Un soldado que subió a pedir documentos, recibió un balazo en el hombro. Quien le tiró era “el gallego” Antonio Mas Mas, que debía varias muertes. Oroza, instintivamente se lanzó sobre el soldado, mientras que el guarda se cobijaba entre los asientos. Estradet le ordenó que arrancara, Oroza le respondió que no podía embestir a los vehículos que le cerraban el paso, abrió la puerta trasera y les dijo que escaparan por allí. Estradet, su vecino del barrio, le pegó tres tiros con una pistola 32 cargada con las terribles balas dum dum que entraron por la espalda con una trayectoria descendente, según demostraría la autopsia. El guarda creyó escuchar a Mas Mas increpando a Estradet: “¿Qué hiciste?”. Luego escaparon.
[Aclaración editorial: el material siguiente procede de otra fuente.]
//! echo-bench: TCP request/response latency and throughput harness
//!
//! Two roles:
//! - `server`: single-threaded echo server driven by readiness polling
//! - `client`: N worker threads, one connection each, timing round trips
//!   of a fixed 16-byte message and reporting average RTT and request rate
//!
//! Configuration via CLI arguments or TOML file.

mod config;
mod runtime;

use config::{ClientConfig, Config, Mode, ServerConfig};
use runtime::{ClientError, ClientSummary, ServerError};
use std::process::ExitCode;
use tracing::{error, info};
use tracing_subscriber::EnvFilter;

fn main() -> ExitCode {
    // Load configuration
    let config = match Config::load() {
        Ok(Some(config)) => config,
        Ok(None) => return ExitCode::SUCCESS,
        Err(e) => {
            eprintln!("{e}");
            return ExitCode::FAILURE;
        }
    };

    // Initialize logging
    let filter =
        EnvFilter::try_from_default_env().unwrap_or_else(|_| EnvFilter::new(&config.log_level));

    tracing_subscriber::fmt()
        .with_env_filter(filter)
        .with_target(false)
        .with_writer(std::io::stderr)
        .init();

    let result = match config.mode {
        Mode::Server(ref server) => run_server(server).map_err(|e| e.to_string()),
        Mode::Client(ref client) => run_client(client)
            .map(|summary| println!("{summary}"))
            .map_err(|e| e.to_string()),
    };

    match result {
        Ok(()) => ExitCode::SUCCESS,
        Err(e) => {
            error!(error = %e, "Fatal error");
            ExitCode::FAILURE
        }
    }
}

/// Run the echo server (single-threaded mio event loop)
fn run_server(config: &ServerConfig) -> Result<(), ServerError> {
    info!(addr = %config.addr, "Starting echo-bench server");
    runtime::run_server(config)
}

/// Run the load generator (one thread per connection)
fn run_client(config: &ClientConfig) -> Result<ClientSummary, ClientError> {
    runtime::run_benchmark(config)
}
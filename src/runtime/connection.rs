//! Accepted connections and the registry that owns them.
//!
//! Each connection owns its stream and a buffer of echo bytes that the
//! socket has not yet accepted. The interest the server registers for a
//! connection is derived from that buffer.

use bytes::{Buf, BytesMut};
use mio::net::TcpStream;
use mio::Interest;
use slab::Slab;
use std::io::{self, Write};
use std::net::SocketAddr;

/// Pending echo bytes above which the server stops reading from a peer
/// until it drains its responses.
pub const PENDING_LIMIT: usize = 64 * 1024;

/// A single accepted client connection.
#[derive(Debug)]
pub struct Connection {
    pub stream: TcpStream,
    /// Peer address, informational only.
    pub peer: SocketAddr,
    /// Bytes received but not yet written back.
    pending: BytesMut,
    /// Total bytes echoed back on this connection.
    echoed: u64,
}

impl Connection {
    pub fn new(stream: TcpStream, peer: SocketAddr) -> Self {
        Self {
            stream,
            peer,
            pending: BytesMut::new(),
            echoed: 0,
        }
    }

    /// Queue received bytes to be echoed.
    pub fn queue(&mut self, data: &[u8]) {
        self.pending.extend_from_slice(data);
    }

    /// Write as much pending data as the socket accepts.
    ///
    /// Returns `Ok(true)` once everything queued has been written.
    pub fn flush(&mut self) -> io::Result<bool> {
        while !self.pending.is_empty() {
            match self.stream.write(&self.pending) {
                Ok(0) => {
                    return Err(io::Error::new(io::ErrorKind::WriteZero, "write returned 0"));
                }
                Ok(n) => {
                    self.pending.advance(n);
                    self.echoed += n as u64;
                }
                Err(ref e) if e.kind() == io::ErrorKind::WouldBlock => return Ok(false),
                Err(ref e) if e.kind() == io::ErrorKind::Interrupted => {}
                Err(e) => return Err(e),
            }
        }
        Ok(true)
    }

    pub fn pending_len(&self) -> usize {
        self.pending.len()
    }

    pub fn echoed(&self) -> u64 {
        self.echoed
    }

    /// Whether the server should keep reading from this peer.
    pub fn wants_read(&self) -> bool {
        self.pending.len() < PENDING_LIMIT
    }

    /// Interest to register given the current pending buffer.
    pub fn interest(&self) -> Interest {
        match (self.wants_read(), self.pending.is_empty()) {
            (true, true) => Interest::READABLE,
            (true, false) => Interest::READABLE | Interest::WRITABLE,
            (false, _) => Interest::WRITABLE,
        }
    }
}

/// Registry of active connections using slab allocation.
///
/// Slab keys double as multiplexer tokens. Provides O(1) insert, lookup,
/// and remove operations.
pub struct ConnectionRegistry {
    connections: Slab<Connection>,
    max_connections: usize,
}

impl ConnectionRegistry {
    /// Create a new registry with specified maximum capacity.
    pub fn new(max_connections: usize) -> Self {
        Self {
            connections: Slab::with_capacity(max_connections.min(1024)),
            max_connections,
        }
    }

    /// Insert a new connection into the registry.
    ///
    /// Returns the connection back if the registry is at capacity.
    pub fn insert(&mut self, conn: Connection) -> Result<usize, Connection> {
        if self.connections.len() >= self.max_connections {
            return Err(conn);
        }
        Ok(self.connections.insert(conn))
    }

    pub fn get_mut(&mut self, id: usize) -> Option<&mut Connection> {
        self.connections.get_mut(id)
    }

    /// Remove a connection from the registry.
    pub fn remove(&mut self, id: usize) -> Option<Connection> {
        self.connections.try_remove(id)
    }

    #[cfg(test)]
    pub fn contains(&self, id: usize) -> bool {
        self.connections.contains(id)
    }

    /// Number of active connections.
    pub fn len(&self) -> usize {
        self.connections.len()
    }

    /// Remove and return every connection.
    pub fn drain(&mut self) -> impl Iterator<Item = (usize, Connection)> + '_ {
        let ids: Vec<usize> = self.connections.iter().map(|(id, _)| id).collect();
        ids.into_iter()
            .filter_map(move |id| self.connections.try_remove(id).map(|conn| (id, conn)))
    }
}
//! Readiness-based networking runtime.
//!
//! Both roles share the same building blocks:
//! - `Multiplexer`: mio `Poll` plus the set of registered tokens
//! - `endpoint`: non-blocking listener/stream construction and exact transfers
//! - `Connection`: accepted stream plus its unsent echo bytes
//!
//! The server drives all of its connections from one thread. The client
//! runs one worker thread per connection, each with a private multiplexer.

mod aggregator;
mod connection;
mod endpoint;
mod mux;
mod server;
mod stats;
mod worker;

pub use aggregator::{ClientError, ClientSummary};
pub use server::ServerError;

use aggregator::run_client;
use server::EchoServer;

use crate::config::{ClientConfig, ServerConfig};
use tracing::info;

/// Size of every request and response on the wire.
pub const MESSAGE_SIZE: usize = 16;

/// Request body sent by every worker.
pub const PAYLOAD: &[u8; MESSAGE_SIZE] = b"ABCDEFGHIJKMLNOP";

/// Run the echo server until it is shut down or fails.
pub fn run_server(config: &ServerConfig) -> Result<(), ServerError> {
    let server = EchoServer::bind(config)?;
    server.run()
}

/// Run the load generator and return its aggregated results.
pub fn run_benchmark(config: &ClientConfig) -> Result<ClientSummary, ClientError> {
    info!(
        addr = %config.addr,
        threads = config.threads,
        requests = config.requests,
        "Starting client"
    );
    let summary = run_client(config)?;
    info!(
        messages = summary.total_messages,
        workers = summary.workers,
        "Client finished"
    );
    Ok(summary)
}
Desde su casa, la familia Oroza escuchó los tiros, pero ¿cómo podían imaginarse que la víctima era Vicente? Esas son cosas que le pasan a otros.

Hoy, Jaime Oroza, su hijo está convencido de que Luis Estradet lo mató fríamente para que no lo identificara.

Vicente fue velado en su casa de la calle Concordia. Hasta allí llegó una multitud, incluso pasajeros habituales que se enteraron por la prensa. Rumbo al panteón de Casa de Galicia, el cortejo se detuvo frente al Colegio Divina Providencia, donde un coro de cien niños le dio la despedida. El transporte paró, en solidaridad y también buena parte de las industrias de la Teja: Fibratex, La Aurora, y Bao. En el cementerio le rindieron homenaje dirigentes de Cutcsa y Héctor Bentacurt, en nombre de la CNT.

Al cumplirse el mes del asesinato se ofició una misa. En las últimas filas estaba sentada la madre de Luis Estradet. No sería la única vez que asistió a las misas en memoria de Vicente Oroza.

Pasó el tiempo. Elsa tuvo que trabajar duramente para sacar adelante a sus hijos que entonces tenían diez y cuatro años.

Estradet y Mas Mas cumplieron una dura prisión de doce años. Este, al salir de la cárcel declaró a El País de Madrid: “Lo que realizaba el MLN eran ajusticiamientos. Quizá nos equivocamos en dos o tres casos, pero las demás muertes se debieron a la aplicación de la justicia revolucionaria que el movimiento practicaba en aquel momento. Se trató de medidas preventivas contra la injusticia social. Todos eran asesinos o torturadores”.

La memoria selectiva de la cultura hegemónica no pide perdón ni incluye en su panteón a héroes de un Uruguay casi olvidado, como Vicente Oroza.

Hoy, su hijo reflexiona sobre “un modesto trabajador del transporte que podía enviar a sus dos hijos a escuela privada, haber ahorrado para comprarse una cuarta parte de un ómnibus, y estar ahorrando para comprarse su casa. Cuando te digo esto, me da una bronca bárbara, porque pienso que contra ese país se levantaron los tupamaros”.